Google's Earliest Days

by ponsankari 2011-08-23 15:31:30

Facts that you may have not known about Google's beginnings

1. Google started as a research project created by Ph.D. candidates Larry Page and Sergey Brin at Stanford. Page and Brin were 24 years old and 23 years old respectively.

2. Google got its name by accident. The founders misspelled the word "googol," which refers to the number 1 followed by 100 zeroes. The word was chosen to reflect the company's goal of organizing the massive amound of information that is available on the Internet.

3. The Google home page is so sparse because the founders did not know HTML and just wanted to create a quick interface.

4. At first, there was not even a "submit" button. Users had to hit the "return" key to generate a Google search.


5. Google's search technology is called PageRank (tm). It assigns an "importance" value to each page on the Web and gives it a rank. But that is not why the technology is called PageRank. In fact, it is named after Google co-founder Larry page.

6. Google's traffic doubled when they introduced their "Did you mean..." feature. This feature was made possible by a much-improved spell checker.

7. Google users apparently never feel "lucky," since the "I feel lucky" is almost never used. However, in trials it was discovered that users saw it as a comfort button and did not want it removed.

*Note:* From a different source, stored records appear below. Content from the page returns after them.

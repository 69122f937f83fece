//! In-memory backend
//!
//! Serves a fixed fleet from process memory. Responses are canned per SQL
//! substring and can stay `Pending` for a configurable number of polls,
//! which makes this driver the fixture for lifecycle and router tests.
//! `MemoryBackend::demo()` adds a small virtual filesystem so `cd`, `ls`
//! and `.tables` work without a fleet server.

mod fixture;

use std::collections::HashMap;
use std::sync::atomic::{AtomicUsize, Ordering};
use std::sync::{Mutex, MutexGuard};

use async_trait::async_trait;

use crate::core::{
    BackendApi, BackendError, DriverId, Host, Rows, COMPLETE_STATUS, PENDING_STATUS,
};

pub use fixture::DemoFilesystem;

/// What a scheduled query resolves to
#[derive(Debug, Clone)]
pub struct CannedResponse {
    rows: Rows,
    status: String,
    pending_polls: usize,
    partial_rows: Rows,
    fetch_error: Option<String>,
}

impl CannedResponse {
    /// Resolves `Complete` with `rows`
    pub fn complete(rows: Rows) -> Self {
        Self::with_status(rows, COMPLETE_STATUS)
    }

    /// Resolves with an arbitrary terminal status string
    pub fn with_status(rows: Rows, status: impl Into<String>) -> Self {
        Self {
            rows,
            status: status.into(),
            pending_polls: 0,
            partial_rows: Rows::new(),
            fetch_error: None,
        }
    }

    /// Every fetch fails with a transport-style error
    pub fn failing(message: impl Into<String>) -> Self {
        let mut response = Self::complete(Rows::new());
        response.fetch_error = Some(message.into());
        response
    }

    /// Builder pattern: report `Pending` this many times before resolving
    pub fn with_pending_polls(mut self, polls: usize) -> Self {
        self.pending_polls = polls;
        self
    }

    /// Builder pattern: rows returned alongside `Pending`
    pub fn with_partial_rows(mut self, rows: Rows) -> Self {
        self.partial_rows = rows;
        self
    }
}

#[derive(Debug)]
struct ScheduledQuery {
    response: CannedResponse,
    polls_remaining: usize,
}

#[derive(Debug, Default)]
struct MemoryState {
    hosts: Vec<Host>,
    responses: Vec<(String, CannedResponse)>,
    filesystem: Option<DemoFilesystem>,
    scheduled: HashMap<String, ScheduledQuery>,
    sql_log: Vec<String>,
    next_query: usize,
}

/// Backend that answers from process memory
#[derive(Debug, Default)]
pub struct MemoryBackend {
    state: Mutex<MemoryState>,
    schedule_calls: AtomicUsize,
    fetch_calls: AtomicUsize,
}

impl MemoryBackend {
    /// Empty fleet with no canned responses
    pub fn new() -> Self {
        Self::default()
    }

    /// Demo fleet: two hosts, a virtual filesystem and a few table fixtures
    pub fn demo() -> Self {
        let backend = Self::new()
            .with_host(
                Host::new("ABCD-1234")
                    .with_display_name("build-01")
                    .with_platform("ubuntu")
                    .with_version("5.12.1")
                    .with_username("root"),
            )
            .with_host(
                Host::new("EFGH-5678")
                    .with_display_name("laptop-42")
                    .with_platform("darwin")
                    .with_version("5.11.0")
                    .with_username("operator"),
            )
            .with_filesystem(DemoFilesystem::sample());

        fixture::sample_tables()
            .into_iter()
            .fold(backend, |backend, (pattern, response)| {
                backend.with_response(pattern, response)
            })
    }

    /// Builder pattern: add a host to the fleet
    pub fn with_host(self, host: Host) -> Self {
        self.state().hosts.push(host);
        self
    }

    /// Builder pattern: answer queries containing `pattern` with `response`.
    /// Patterns are checked in insertion order.
    pub fn with_response(self, pattern: impl Into<String>, response: CannedResponse) -> Self {
        self.state().responses.push((pattern.into(), response));
        self
    }

    /// Builder pattern: answer `file` and registry queries from `filesystem`
    pub fn with_filesystem(self, filesystem: DemoFilesystem) -> Self {
        self.state().filesystem = Some(filesystem);
        self
    }

    pub fn schedule_calls(&self) -> usize {
        self.schedule_calls.load(Ordering::SeqCst)
    }

    pub fn fetch_calls(&self) -> usize {
        self.fetch_calls.load(Ordering::SeqCst)
    }

    /// SQL of every query scheduled so far, in scheduling order
    pub fn scheduled_sql(&self) -> Vec<String> {
        self.state().sql_log.clone()
    }

    fn state(&self) -> MutexGuard<'_, MemoryState> {
        self.state.lock().unwrap_or_else(|poisoned| poisoned.into_inner())
    }
}

impl MemoryState {
    fn resolve(&self, sql: &str) -> CannedResponse {
        if let Some((_, response)) = self
            .responses
            .iter()
            .find(|(pattern, _)| sql.contains(pattern.as_str()))
        {
            return response.clone();
        }

        if let Some(rows) = self.filesystem.as_ref().and_then(|fs| fs.answer(sql)) {
            return CannedResponse::complete(rows);
        }

        CannedResponse::complete(Rows::new())
    }
}

#[async_trait]
impl BackendApi for MemoryBackend {
    fn id(&self) -> DriverId {
        DriverId::Memory
    }

    async fn check_host(&self, uuid: &str) -> Result<Host, BackendError> {
        tracing::debug!(uuid, "memory: check host");
        self.state()
            .hosts
            .iter()
            .find(|host| host.uuid == uuid)
            .cloned()
            .ok_or_else(|| BackendError::HostNotFound(uuid.to_string()))
    }

    async fn list_hosts(&self) -> Result<Vec<Host>, BackendError> {
        Ok(self.state().hosts.clone())
    }

    async fn schedule_query(&self, uuid: &str, sql: &str) -> Result<String, BackendError> {
        self.schedule_calls.fetch_add(1, Ordering::SeqCst);
        let mut state = self.state();

        if !state.hosts.iter().any(|host| host.uuid == uuid) {
            return Err(BackendError::HostNotFound(uuid.to_string()));
        }

        state.next_query += 1;
        let name = format!("mem-{}", state.next_query);
        let response = state.resolve(sql);
        state.sql_log.push(sql.to_string());
        tracing::debug!(uuid, query_name = %name, sql, "memory: query scheduled");

        state.scheduled.insert(
            name.clone(),
            ScheduledQuery {
                polls_remaining: response.pending_polls,
                response,
            },
        );
        Ok(name)
    }

    async fn fetch_results(&self, query_name: &str) -> Result<(Rows, String), BackendError> {
        self.fetch_calls.fetch_add(1, Ordering::SeqCst);
        let mut state = self.state();

        let query = state
            .scheduled
            .get_mut(query_name)
            .ok_or_else(|| BackendError::QueryNotFound(query_name.to_string()))?;

        if let Some(message) = &query.response.fetch_error {
            return Err(BackendError::Other(message.clone()));
        }

        if query.polls_remaining > 0 {
            query.polls_remaining -= 1;
            return Ok((query.response.partial_rows.clone(), PENDING_STATUS.to_string()));
        }

        Ok((query.response.rows.clone(), query.response.status.clone()))
    }
}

8. The search engine that Page and Brin were collaborating on was originally called BackRub, named for its ability to analyze the "back links" pointing to a given Web site.

9. Brin and Page would hang out at the Stanford computer science department's loading docks in hopes of borrowing newly-arrived PCs to use in their network.

10. Google's first data center was Larry Page's dorm room.

11. When Page and Brin tried to find buyers to license their search technology, one portal CEO told them "As long as we're 80 percent as good as our competitors, that's good enough. Our users don't really care about search."

12. The first major investor, Andy Bechtolsheim, one of the founders of Sun Microsystems, wrote a check for $100,000 after seeing a quick demo on the porch of a Stanford faculty member's home in Palo Alto.

13. At first, there was no way to deposit the $100,000 check. It was made out to "Google Inc.," but there was no legal entity with that name. The check sat in Page's desk drawer for two weeks while he and Brin rushed to set up a corporation and locate other investors.

14. Google Inc. opened its door in Menlo Park, Calif. in September 1998. The door came with a remote control, since it was attached to the garage of a friend who sublet space to the new corporation.